● EXERCISE DATA
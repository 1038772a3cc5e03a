//! Wavefront OBJ output.
//!
//! Vertices and normals share one index space, so every face corner is
//! written as `k//k`. Coordinates are narrowed to `f32` and printed with the
//! shortest text that parses back to the same `f32`.

use std::fs::File;
use std::io::{self, BufWriter, Write};
use std::path::Path;

use airfoil_core::Result;
use tracing::info;

use crate::TriangleMesh;

/// Write `mesh` as OBJ text: all `v` lines, then `vn` lines, then `f` lines.
pub fn write_obj<W: Write>(mesh: &TriangleMesh, mut out: W) -> io::Result<()> {
    for p in &mesh.positions {
        writeln!(out, "v {} {} {}", p.x as f32, p.y as f32, p.z as f32)?;
    }
    for n in &mesh.normals {
        writeln!(out, "vn {} {} {}", n.x as f32, n.y as f32, n.z as f32)?;
    }
    for tri in mesh.indices.chunks_exact(3) {
        let [a, b, c] = [tri[0] + 1, tri[1] + 1, tri[2] + 1];
        writeln!(out, "f {a}//{a} {b}//{b} {c}//{c}")?;
    }
    out.flush()
}

/// Create (or truncate) `path` and write `mesh` to it.
pub fn save_obj(mesh: &TriangleMesh, path: impl AsRef<Path>) -> Result<()> {
    let path = path.as_ref();
    let file = File::create(path)?;
    write_obj(mesh, BufWriter::new(file))?;
    info!(
        path = %path.display(),
        vertices = mesh.vertex_count(),
        triangles = mesh.triangle_count(),
        "wrote OBJ mesh"
    );
    Ok(())
}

● YOUR GOAL
Please return a copy of each line in the entries that has the string "path".

● ANSWER SPACE
use std::path::Path;
/// Create (or truncate) `path` and write `mesh` to it.
pub fn save_obj(mesh: &TriangleMesh, path: impl AsRef<Path>) -> Result<()> {
    let path = path.as_ref();
    let file = File::create(path)?;
        path = %path.display(),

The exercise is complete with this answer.